Object Lessons

This anthology of short stories from The Paris Review – selected by 20 contemporary authors – includes some deeply pleasurable discoveries.

Object Lessons By The Paris Review Picador 368 pp.

Until I read Object Lessons: The Paris Review Presents the Art of the Short Story, I’d never heard of Jane Bowles, a sharp and witty mid-century writer whose output was hindered by alcoholism, mental illness, and a serious stroke at age 40. When Bowles died in 1973, at age 56, she had published only a short stack of fiction, and today, she is largely forgotten.

That’s too bad. One of Bowles’s seven short stories, “Emmy Moore’s Journal,” is reproduced in "Object Lessons," an anthology of stories originally published in The Paris Review, a journal that George Plimpton and some other American expatriates founded in 1953 as “a laboratory for new fiction.” Written shortly before Bowles’s death, the story describes the interior life of Moore, an insecure and possibly mentally ill woman who, for reasons that are unclear, has temporarily left her husband to stay in a lonely place called the Hotel Henry. I laughed at the character’s nonsensical but detailed ramblings even as I felt the urge to comfort her: “I am unusually feminine for an American of Anglo stock. (Born in Boston.) I am almost a ‘Turkish’ type. Not physically, at least not entirely, because though fat I have ruddy Scotch cheeks and my eyes are round and not slanted or almond-shaped. But sometimes I feel certain that I exude an atmosphere very similar to theirs (the Turkish women’s) and then I despise myself.”

"Object Lessons" was edited by Lorin Stein, the editor of the Review, and his deputy, Sadie Stein (no relation), but rather than selecting the stories themselves, they asked 20 contemporary authors to choose “a personal favorite” and to introduce it by explaining why it succeeds. Lydia Davis chose “Emmy Moore’s Journal,” and her thoughtful essay helped me – as a fan but not a writer of fiction – understand, sentence by sentence, the story’s power. The anthology is in fact intended for people like me, according to an Editors’ Note: “readers who are not (or, are no longer) in the habit of reading short stories,” but who are interested in better understanding them. “We hope these object lessons will remind them how varied the form can be, how vital it remains, and how much pleasure it can give.”

Readers of this kind may be discovering many of the authors in "Object Lessons" for the first time, as I was, and these discoveries were the greatest pleasure of the book for me. I cringed as I read “Lying Presences,” Norman Rush’s story from 1982 of two damaged adult brothers feuding over the present and the past, because both men – Jack, a compassion-challenged control freak, and Roy, an earnest scholar of UFOs – were so real. In “The Beau Monde of Mrs. Bridge,” published in 1955, Evan S. Connell movingly portrays the small, sad world of a stifled Kansas City housewife who’s trying to better herself. “She decided to vote liberal at the next election, and as time for it approached she became filled with such enthusiasm and anxiety that she wanted very much to discuss government with her husband.

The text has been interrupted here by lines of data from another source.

//! Error types for famcare-notify

use thiserror::Error;

/// Notification error type
#[derive(Debug, Error)]
pub enum Error {
    /// The transport rejected or failed a single delivery
    #[error("delivery to {address} failed: {message}")]
    Delivery {
        /// Recipient address
        address: String,
        /// Transport-reported reason
        message: String,
    },

    /// Contact lookup failed because the store was unavailable
    #[error("store error: {0}")]
    Store(#[from] famcare_core::Error),
}

/// Result type alias
pub type Result<T> = std::result::Result<T, Error>;
//! Reminder domain model
//!
//! The record store hands back loosely-typed values (duration-like or
//! string times, free-form frequency text). Everything is normalized here,
//! at the read boundary, so the scheduler only ever sees canonical types.

use chrono::{DateTime, NaiveDate, NaiveTime, Timelike, Utc};
use serde::{Deserialize, Serialize};
use std::fmt;
use std::str::FromStr;

use crate::error::{Error, Result};

/// Canonical wall-clock time at which a reminder fires on a scheduled day.
///
/// Constructed fallibly from any of the representations the store is known
/// to return: hour/minute/second components, an elapsed-seconds count
/// (duration columns), or an `HH:MM[:SS]` string.
#[derive(Debug, Clone, Copy, PartialEq, Eq, PartialOrd, Ord, Serialize, Deserialize)]
#[serde(try_from = "String", into = "String")]
pub struct TimeOfDay(NaiveTime);

impl TimeOfDay {
    /// Build from hour/minute/second components
    pub fn from_hms(hour: u32, minute: u32, second: u32) -> Result<Self> {
        NaiveTime::from_hms_opt(hour, minute, second)
            .map(Self)
            .ok_or_else(|| Error::InvalidTimeOfDay(format!("{hour:02}:{minute:02}:{second:02}")))
    }

    /// Build from a seconds-since-midnight count (duration-typed columns)
    pub fn from_total_seconds(total: i64) -> Result<Self> {
        if !(0..86_400).contains(&total) {
            return Err(Error::InvalidTimeOfDay(format!("{total} seconds")));
        }
        NaiveTime::from_num_seconds_from_midnight_opt(total as u32, 0)
            .map(Self)
            .ok_or_else(|| Error::InvalidTimeOfDay(format!("{total} seconds")))
    }

    /// Hour component (0-23)
    pub fn hour(&self) -> u32 {
        self.0.hour()
    }

    /// Minute component (0-59)
    pub fn minute(&self) -> u32 {
        self.0.minute()
    }

    /// Second component (0-59)
    pub fn second(&self) -> u32 {
        self.0.second()
    }

    /// The underlying naive time, for date arithmetic
    pub fn as_naive(&self) -> NaiveTime {
        self.0
    }
}

impl FromStr for TimeOfDay {
    type Err = Error;

    fn from_str(s: &str) -> Result<Self> {
        let s = s.trim();
        NaiveTime::parse_from_str(s, "%H:%M:%S")
            .or_else(|_| NaiveTime::parse_from_str(s, "%H:%M"))
            .map(Self)
            .map_err(|_| Error::InvalidTimeOfDay(s.to_string()))
    }
}

impl TryFrom<String> for TimeOfDay {
    type Error = Error;

    fn try_from(s: String) -> Result<Self> {
        s.parse()
    }
}

impl From<TimeOfDay> for String {
    fn from(t: TimeOfDay) -> Self {
        t.to_string()
    }
}

impl fmt::Display for TimeOfDay {
    fn fmt(&self, f: &mut fmt::Formatter<'_>) -> fmt::Result {
        write!(f, "{}", self.0.format("%H:%M:%S"))
    }
}

/// How often a reminder fires
#[derive(Debug, Clone, Copy, PartialEq, Eq, Serialize, Deserialize)]
#[serde(rename_all = "lowercase")]
pub enum Frequency {
    /// Single fire at `start_date` + `time_of_day`
    Once,
    /// Every day at `time_of_day`
    Daily,
    /// Every week on `day_of_week` at `time_of_day`
    Weekly,
    /// Every month on `day_of_month` at `time_of_day`
    Monthly,
}

impl Frequency {
    /// Parse a stored frequency value, case-insensitively
    pub fn parse(s: &str) -> Result<Self> {
        match s.trim().to_ascii_lowercase().as_str() {
            "once" => Ok(Self::Once),
            "daily" => Ok(Self::Daily),
            "weekly" => Ok(Self::Weekly),
            "monthly" => Ok(Self::Monthly),
            _ => Err(Error::InvalidFrequency(s.to_string())),
        }
    }
}

impl fmt::Display for Frequency {
    fn fmt(&self, f: &mut fmt::Formatter<'_>) -> fmt::Result {
        match self {
            Self::Once => write!(f, "Once"),
            Self::Daily => write!(f, "Daily"),
            Self::Weekly => write!(f, "Weekly"),
            Self::Monthly => write!(f, "Monthly"),
        }
    }
}

/// A persisted reminder record, as read from the store
#[derive(Debug, Clone, Serialize, Deserialize)]
pub struct Reminder {
    /// Stable row id; the scheduling key
    pub id: i64,
    /// Family member the reminder concerns
    pub subject_id: i64,
    /// Short description shown in notifications
    pub title: String,
    /// Record category (Medication, Appointment, Check-in); not interpreted
    pub kind: Option<String>,
    /// Dosage text for medication reminders; not interpreted
    pub dosage: Option<String>,
    /// Free-form notes, included in notification bodies
    pub notes: Option<String>,
    /// First day the reminder is valid
    pub start_date: NaiveDate,
    /// Last day the reminder is valid (inclusive); absent means unbounded
    pub end_date: Option<NaiveDate>,
    /// Wall-clock fire time on any scheduled day
    pub time_of_day: TimeOfDay,
    /// Stored frequency value; parsed case-insensitively at schedule time
    pub frequency: String,
    /// Weekly only: 0-6, 0 = Monday; defaults to `start_date`'s weekday
    pub day_of_week: Option<u32>,
    /// Monthly only: 1-31; defaults to `start_date`'s day
    pub day_of_month: Option<u32>,
    /// Only active reminders are eligible for scheduling
    pub is_active: bool,
    /// Row creation time
    pub created_at: DateTime<Utc>,
}

impl Reminder {
    /// Create a new reminder with the required fields
    pub fn new(
        id: i64,
        subject_id: i64,
        title: impl Into<String>,
        start_date: NaiveDate,
        time_of_day: TimeOfDay,
        frequency: impl Into<String>,
    ) -> Self {
        Self {
            id,
            subject_id,
            title: title.into(),
            kind: None,
            dosage: None,
            notes: None,
            start_date,
            end_date: None,
            time_of_day,
            frequency: frequency.into(),
            day_of_week: None,
            day_of_month: None,
            is_active: true,
            created_at: Utc::now(),
        }
    }

    /// Set the notes text
    pub fn with_notes(mut self, notes: impl Into<String>) -> Self {
        self.notes = Some(notes.into());
        self
    }

    /// Set the record category
    pub fn with_kind(mut self, kind: impl Into<String>) -> Self {
        self.kind = Some(kind.into());
        self
    }

    /// Set the dosage text
    pub fn with_dosage(mut self, dosage: impl Into<String>) -> Self {
        self.dosage = Some(dosage.into());
        self
    }

    /// Set the end date (inclusive)
    pub fn with_end_date(mut self, end_date: NaiveDate) -> Self {
        self.end_date = Some(end_date);
        self
    }

    /// Set the weekly fire day (0-6, 0 = Monday)
    pub fn with_day_of_week(mut self, day_of_week: u32) -> Self {
        self.day_of_week = Some(day_of_week);
        self
    }

    /// Set the monthly fire day (1-31)
    pub fn with_day_of_month(mut self, day_of_month: u32) -> Self {
        self.day_of_month = Some(day_of_month);
        self
    }

    /// Set the active flag
    pub fn with_active(mut self, is_active: bool) -> Self {
        self.is_active = is_active;
        self
    }
}

/// Contact addresses resolved for a reminder's subject.
///
/// Both fields may be empty; that is an ordinary state, distinct from the
/// subject not existing at all (`Ok(None)` from the store).
#[derive(Debug, Clone, Default, PartialEq, Eq, Serialize, Deserialize)]
pub struct ContactAddresses {
    /// The family member's own email, if recorded
    pub subject_email: Option<String>,
    /// The account holder's email (secondary observer recipient)
    pub guardian_email: Option<String>,
}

She began to feel confident that she could persuade him to change his vote also... However when she challenged him to discussion he did not seem especially interested, in fact he did not answer. He was watching a television acrobat stand on his thumb in a bottle and only glanced across at her for an instant with an annoyed expression.” Connell eventually published two novels based on these characters, "Mrs. Bridge," in 1959, and "Mr. Bridge," in 1969, which were made into a movie in 1990.

I had a hard time getting through a few of the stories. The very first one, “Dimmer,” which experimental writer Joy Williams published in 1969, is beautifully told, like a poem, but so thick with images that I often lost her thread; perhaps I could have navigated this challenging 35-page story better had Daniel Alarcón, who selected it, provided a meatier introduction, but it’s just a paragraph. Several of the other introductions in the book were similarly unsatisfying.

And why put “Dimmer” at the beginning of a collection aimed at literary outsiders, where it might scare some people off? The stories are ordered alphabetically by the writer introducing them rather than chronologically by date of publication, which would have made more sense.

The stories are indeed varied in their style, as the editors’ note promises, but many of them left me with the same feeling: devastation. In “Likely Lake,” Mary Robison shows us a man reckoning with his son’s death and the divorce that followed. In “Pelican Song,” Mary-Beth Hughes tells of a daughter who tries but fails to save her mother from an abusive husband.

By the end of the book, I was bracing myself, but still rapt.

Olivia Gentile is the author of "Life List."